A senadora sul-mato-grossense Soraya Thronicke (Podemos-MS) utilizou suas redes sociais para prestar solidariedade à deputada federal Erika Hilton (PSOL-SP). O posicionamento ocorreu após o apresentador Ratinho questionar, durante seu programa no SBT, a escolha da parlamentar para presidir a Comissão de Defesa dos Direitos da Mulher na Câmara dos Deputados.
Durante a atração televisiva, Ratinho comentou a eleição de Erika Hilton para o comando da comissão argumentando que a discussão envolve critérios biológicos ligados à condição feminina.

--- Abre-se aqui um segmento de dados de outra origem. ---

use sqlx::{sqlite::SqlitePoolOptions, Pool, Sqlite};
use std::path::Path;

pub type DbPool = Pool<Sqlite>;

pub async fn create_db(path: &Path) -> Result<DbPool, sqlx::Error> {
    let pool = SqlitePoolOptions::new()
        .max_connections(1)
        .connect(&format!("sqlite:{}?mode=rwc", path.display()))
        .await?;

    sqlx::query("PRAGMA journal_mode = WAL")
        .execute(&pool)
        .await?;
    sqlx::query("PRAGMA foreign_keys = ON")
        .execute(&pool)
        .await?;
    sqlx::query("PRAGMA synchronous = NORMAL")
        .execute(&pool)
        .await?;
    sqlx::query("PRAGMA busy_timeout = 5000")
        .execute(&pool)
        .await?;

    run_migrations(&pool).await?;

    Ok(pool)
}

/// In-memory database, used by tests and ephemeral imports.
pub async fn create_memory_db() -> Result<DbPool, sqlx::Error> {
    let pool = SqlitePoolOptions::new()
        .max_connections(1)
        .connect("sqlite::memory:")
        .await?;

    sqlx::query("PRAGMA foreign_keys = ON")
        .execute(&pool)
        .await?;

    run_migrations(&pool).await?;

    Ok(pool)
}

async fn run_migrations(pool: &DbPool) -> Result<(), sqlx::Error> {
    sqlx::query(
        r#"
        CREATE TABLE IF NOT EXISTS accounts (
            id INTEGER PRIMARY KEY AUTOINCREMENT,
            owner_id INTEGER NOT NULL,
            first_name TEXT NOT NULL DEFAULT '',
            last_name TEXT NOT NULL DEFAULT '',
            organization TEXT NOT NULL DEFAULT '',
            nip TEXT NOT NULL DEFAULT '',
            regon TEXT NOT NULL DEFAULT '',
            email TEXT NOT NULL DEFAULT '',
            phone TEXT NOT NULL DEFAULT '',
            website TEXT NOT NULL DEFAULT '',
            address TEXT NOT NULL DEFAULT '',
            source TEXT NOT NULL DEFAULT '',
            status TEXT NOT NULL DEFAULT 'new_lead',
            created_at TEXT NOT NULL DEFAULT (datetime('now'))
        )
        "#,
    )
    .execute(pool)
    .await?;

    sqlx::query("CREATE INDEX IF NOT EXISTS idx_accounts_email ON accounts(email)")
        .execute(pool)
        .await?;
    sqlx::query("CREATE INDEX IF NOT EXISTS idx_accounts_organization ON accounts(organization)")
        .execute(pool)
        .await?;

    sqlx::query(
        r#"
        CREATE TABLE IF NOT EXISTS interactions (
            id INTEGER PRIMARY KEY AUTOINCREMENT,
            account_id INTEGER NOT NULL,
            author_id INTEGER NOT NULL,
            kind TEXT NOT NULL DEFAULT 'other',
            happened_at TEXT NOT NULL,
            notes TEXT NOT NULL DEFAULT '',
            created_at TEXT NOT NULL DEFAULT (datetime('now')),
            FOREIGN KEY (account_id) REFERENCES accounts(id) ON DELETE CASCADE
        )
        "#,
    )
    .execute(pool)
    .await?;

    sqlx::query(
        r#"
        CREATE TABLE IF NOT EXISTS audit_log (
            id INTEGER PRIMARY KEY AUTOINCREMENT,
            actor_id INTEGER NOT NULL,
            entry TEXT NOT NULL,
            created_at TEXT NOT NULL DEFAULT (datetime('now'))
        )
        "#,
    )
    .execute(pool)
    .await?;

    Ok(())
}
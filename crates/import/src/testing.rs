//! Test doubles shared by the import crate's unit and end-to-end tests.

use std::sync::Mutex;

use chrono::Utc;

use kliento_core::{
    AccountFields, AccountId, AccountRecord, AccountStore, AuditEntry, InteractionId,
    InteractionRecord, NewInteraction, StoreError, UserId,
};

use crate::cell::{CellValue, Row};
use crate::workbook::{Workbook, WorkbookError};

/// In-memory workbook: a list of named sheets with pre-materialized rows.
pub(crate) struct VecWorkbook {
    sheets: Vec<(String, Vec<Row>)>,
}

impl VecWorkbook {
    pub fn new(sheets: Vec<(&str, Vec<Row>)>) -> Self {
        VecWorkbook {
            sheets: sheets
                .into_iter()
                .map(|(n, r)| (n.to_string(), r))
                .collect(),
        }
    }
}

impl Workbook for VecWorkbook {
    fn sheet_names(&self) -> Vec<String> {
        self.sheets.iter().map(|(n, _)| n.clone()).collect()
    }

    fn rows(&mut self, sheet: &str) -> Result<Vec<Row>, WorkbookError> {
        self.sheets
            .iter()
            .find(|(n, _)| n == sheet)
            .map(|(_, r)| r.clone())
            .ok_or_else(|| WorkbookError::Sheet(sheet.to_string(), "missing".to_string()))
    }
}

pub(crate) fn row(pairs: &[(&str, &str)]) -> Row {
    pairs
        .iter()
        .map(|(k, v)| (k.to_string(), CellValue::Text(v.to_string())))
        .collect()
}

/// In-memory store double; the `fail_*` switches simulate persistence
/// failures for per-row isolation tests.
#[derive(Default)]
pub(crate) struct MemoryStore {
    pub state: Mutex<State>,
    pub fail_creates: bool,
    pub fail_audit: bool,
}

#[derive(Default)]
pub(crate) struct State {
    pub accounts: Vec<AccountRecord>,
    pub interactions: Vec<InteractionRecord>,
    pub audit_entries: Vec<AuditEntry>,
    next_id: i64,
}

impl MemoryStore {
    pub fn account_count(&self) -> usize {
        self.state.lock().unwrap().accounts.len()
    }

    pub fn interaction_count(&self) -> usize {
        self.state.lock().unwrap().interactions.len()
    }

    pub fn account_by_email(&self, email: &str) -> Option<AccountRecord> {
        self.state
            .lock()
            .unwrap()
            .accounts
            .iter()
            .find(|a| a.fields.email == email)
            .cloned()
    }
}

impl AccountStore for MemoryStore {
    async fn find_account_by_email(
        &self,
        email: &str,
    ) -> Result<Option<AccountRecord>, StoreError> {
        Ok(self.account_by_email(email))
    }

    async fn find_account_by_org_and_name(
        &self,
        organization: &str,
        first_name: &str,
        last_name: &str,
    ) -> Result<Option<AccountRecord>, StoreError> {
        Ok(self
            .state
            .lock()
            .unwrap()
            .accounts
            .iter()
            .find(|a| {
                a.fields.organization == organization
                    && a.fields.first_name == first_name
                    && a.fields.last_name == last_name
            })
            .cloned())
    }

    async fn find_account_by_email_or_org(
        &self,
        identifier: &str,
    ) -> Result<Option<AccountRecord>, StoreError> {
        let state = self.state.lock().unwrap();
        // Lowest id wins on ambiguous organization names.
        Ok(state
            .accounts
            .iter()
            .filter(|a| {
                a.fields.email == identifier.to_lowercase()
                    || a.fields.organization == identifier
            })
            .min_by_key(|a| a.id.0)
            .cloned())
    }

    async fn create_account(
        &self,
        owner: UserId,
        fields: AccountFields,
    ) -> Result<AccountRecord, StoreError> {
        if self.fail_creates {
            return Err(StoreError::Backend("database is on fire".into()));
        }
        let mut state = self.state.lock().unwrap();
        state.next_id += 1;
        let record = AccountRecord {
            id: AccountId(state.next_id),
            owner,
            fields,
            created_at: Utc::now(),
        };
        state.accounts.push(record.clone());
        Ok(record)
    }

    async fn update_account(
        &self,
        id: AccountId,
        fields: AccountFields,
    ) -> Result<AccountRecord, StoreError> {
        let mut state = self.state.lock().unwrap();
        let account = state
            .accounts
            .iter_mut()
            .find(|a| a.id == id)
            .ok_or(StoreError::AccountNotFound(id))?;
        account.fields = fields;
        Ok(account.clone())
    }

    async fn create_interaction(
        &self,
        interaction: NewInteraction,
    ) -> Result<InteractionRecord, StoreError> {
        if self.fail_creates {
            return Err(StoreError::Backend("database is on fire".into()));
        }
        let mut state = self.state.lock().unwrap();
        state.next_id += 1;
        let record = InteractionRecord {
            id: InteractionId(state.next_id),
            account_id: interaction.account_id,
            author: interaction.author,
            kind: interaction.kind,
            happened_at: interaction.happened_at,
            notes: interaction.notes,
        };
        state.interactions.push(record.clone());
        Ok(record)
    }

    async fn write_audit_log(&self, entry: AuditEntry) -> Result<(), StoreError> {
        if self.fail_audit {
            return Err(StoreError::Backend("audit table locked".into()));
        }
        self.state.lock().unwrap().audit_entries.push(entry);
        Ok(())
    }
}
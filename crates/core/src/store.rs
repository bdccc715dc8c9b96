use thiserror::Error;

use super::account::{AccountFields, AccountId, AccountRecord, UserId};
use super::interaction::{InteractionKind, InteractionRecord};
use super::report::AuditEntry;

#[derive(Debug, Clone, Error)]
pub enum StoreError {
    #[error("account not found: {0}")]
    AccountNotFound(AccountId),
    #[error("storage error: {0}")]
    Backend(String),
}

impl StoreError {
    pub fn backend(e: impl std::fmt::Display) -> Self {
        StoreError::Backend(e.to_string())
    }
}

/// What to persist for a new interaction.
#[derive(Debug, Clone)]
pub struct NewInteraction {
    pub account_id: AccountId,
    pub author: UserId,
    pub kind: InteractionKind,
    pub happened_at: chrono::NaiveDateTime,
    pub notes: String,
}

/// Persistence collaborator consumed by the reconciliation engine.
///
/// Find-then-create is not atomic here: two imports racing on the same
/// not-yet-existing email can both create it. The underlying store only
/// guarantees atomicity of the individual operations.
pub trait AccountStore {
    fn find_account_by_email(
        &self,
        email: &str,
    ) -> impl std::future::Future<Output = Result<Option<AccountRecord>, StoreError>> + Send;

    fn find_account_by_org_and_name(
        &self,
        organization: &str,
        first_name: &str,
        last_name: &str,
    ) -> impl std::future::Future<Output = Result<Option<AccountRecord>, StoreError>> + Send;

    /// Natural-key lookup used in the interaction phase: matches either the
    /// email or the organization name. Ambiguous organization names resolve
    /// to the lowest account id.
    fn find_account_by_email_or_org(
        &self,
        identifier: &str,
    ) -> impl std::future::Future<Output = Result<Option<AccountRecord>, StoreError>> + Send;

    fn create_account(
        &self,
        owner: UserId,
        fields: AccountFields,
    ) -> impl std::future::Future<Output = Result<AccountRecord, StoreError>> + Send;

    fn update_account(
        &self,
        id: AccountId,
        fields: AccountFields,
    ) -> impl std::future::Future<Output = Result<AccountRecord, StoreError>> + Send;

    fn create_interaction(
        &self,
        interaction: NewInteraction,
    ) -> impl std::future::Future<Output = Result<InteractionRecord, StoreError>> + Send;

    fn write_audit_log(
        &self,
        entry: AuditEntry,
    ) -> impl std::future::Future<Output = Result<(), StoreError>> + Send;
}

A declaração gerou forte reação de setores da esquerda, que acusaram o apresentador de transfobia e solicitaram a abertura de investigações sobre o caso.
Repercussão política e base eleitoral
O apoio público da senadora à deputada do PSOL provocou reações imediatas entre eleitores e lideranças conservadoras em Mato Grosso do Sul. Soraya Thronicke foi eleita em 2018 durante uma onda de renovação política, impulsionada por um discurso alinhado à direita e apoiada por eleitores identificados com esse campo.
Analistas políticos e críticos locais apontam que o episódio recente reflete uma mudança na trajetória da parlamentar. Segundo essa parcela do eleitorado, ao longo de seu mandato, a senadora tem adotado posturas e proferido declarações que divergem das pautas conservadoras que defenderam sua eleição, gerando distanciamento de sua base original.
O debate sobre liberdade de expressão
O episódio também reacendeu discussões sobre os limites da liberdade de expressão. Defensores do apresentador argumentam que Ratinho apenas emitiu uma opinião em um programa de TV ao levantar a questão dos critérios biológicos, e afirmam que a tentativa de criminalizar questionamentos em debates públicos representa um risco à liberdade de opinião.
Paralelamente, parlamentares e setores alinhados à esquerda mantêm a pressão para que medidas legais sejam tomadas contra o apresentador, evidenciando a polarização em torno do tema.